What the task requires:
Pull every line containing "read" from the entries.

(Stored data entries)
━━━━━━

use libpulse_binding as pulse;
use libpulse_simple_binding as psimple;
use pulse::sample::{Format, Spec};
use pulse::stream::Direction;
use std::io;
use tracing::{info, warn};

use super::source::AudioSource;
use crate::error::AnalysisError;

/// Mono s16le record stream on PulseAudio/PipeWire.
///
/// The connection closes when this is dropped.
pub struct PulseSource {
    stream: psimple::Simple,
    device: Option<String>,
    sample_rate: u32,
}

impl PulseSource {
    /// Open a record stream on `device`, or on the default sink's monitor when `None`.
    pub fn open(device: Option<String>, sample_rate: u32) -> Result<Self, AnalysisError> {
        let spec = Spec {
            format: Format::S16le,
            channels: 1,
            rate: sample_rate,
        };

        if !spec.is_valid() {
            return Err(AnalysisError::InvalidConfig(format!(
                "PulseAudio rejects sample rate {}",
                sample_rate
            )));
        }

        let device = device.or_else(find_monitor_source);
        info!("Using audio device: {}", device.as_deref().unwrap_or("default"));

        let stream = psimple::Simple::new(
            None,                // Use default server
            "fftscope",          // Application name
            Direction::Record,   // Recording stream
            device.as_deref(),   // Device name (None = default)
            "spectrum-analyzer", // Stream description
            &spec,               // Sample format
            None,                // Default channel map
            None,                // Default buffering attributes
        )
        .map_err(|e| AnalysisError::DeviceUnavailable(format!("{:?}", e)))?;

        info!("Connected to PulseAudio at {} Hz", sample_rate);

        Ok(Self {
            stream,
            device,
            sample_rate,
        })
    }
}

impl AudioSource for PulseSource {
    fn read(&mut self, buf: &mut [u8]) -> io::Result<usize> {
        // The simple API blocks until the whole buffer is filled
        self.stream
            .read(buf)
            .map_err(|e| io::Error::other(format!("PulseAudio read error: {:?}", e)))?;
        Ok(buf.len())
    }

    fn describe(&self) -> String {
        format!(
            "pulse:{} @ {} Hz",
            self.device.as_deref().unwrap_or("default"),
            self.sample_rate
        )
    }
}

/// List available PulseAudio/PipeWire sources.
///
/// Returns a list of `(name, state)` tuples parsed from `pactl list short sources`.
pub fn list_sources() -> anyhow::Result<Vec<(String, String)>> {
    let output = std::process::Command::new("pactl")
        .args(["list", "short", "sources"])
        .output()
        .map_err(|e| anyhow::anyhow!("Failed to run pactl: {}", e))?;

    if !output.status.success() {
        return Err(anyhow::anyhow!("pactl list short sources failed"));
    }

    Ok(parse_source_list(&String::from_utf8_lossy(&output.stdout)))
}

fn parse_source_list(text: &str) -> Vec<(String, String)> {
    // Format: <id>\t<name>\t<module>\t<sample_spec>\t<state>
    text.lines()
        .filter_map(|line| {
            let cols: Vec<&str> = line.split('\t').collect();
            (cols.len() >= 5).then(|| (cols[1].to_string(), cols[4].to_string()))
        })
        .collect()
}

/// Monitor source of the default sink, so we analyze whatever is playing.
fn find_monitor_source() -> Option<String> {
    if let Ok(output) = std::process::Command::new("pactl")
        .args(["get-default-sink"])
        .output()
    {
        if output.status.success() {
            let sink_name = String::from_utf8_lossy(&output.stdout).trim().to_string();
            if !sink_name.is_empty() {
                let monitor = format!("{}.monitor", sink_name);
                info!("Using default sink monitor: {}", monitor);
                return Some(monitor);
            }
        }
    }

    warn!("Could not determine default sink, using PulseAudio default source");
    None
}

#[cfg(test)]
mod tests {
    use super::*;

    #[test]
    fn test_parse_source_list() {
        let text = "0\talsa_output.pci.monitor\tmodule-alsa-card.c\ts16le 2ch 44100Hz\tRUNNING\n\
                    1\talsa_input.pci\tmodule-alsa-card.c\ts16le 2ch 44100Hz\tSUSPENDED\n\
                    garbage line\n";

        let sources = parse_source_list(text);
        assert_eq!(
            sources,
            vec![
                ("alsa_output.pci.monitor".to_string(), "RUNNING".to_string()),
                ("alsa_input.pci".to_string(), "SUSPENDED".to_string()),
            ]
        );
    }
}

━━━━━━

Output for this exercise:
    fn read(&mut self, buf: &mut [u8]) -> io::Result<usize> {
            .read(buf)
            .map_err(|e| io::Error::other(format!("PulseAudio read error: {:?}", e)))?;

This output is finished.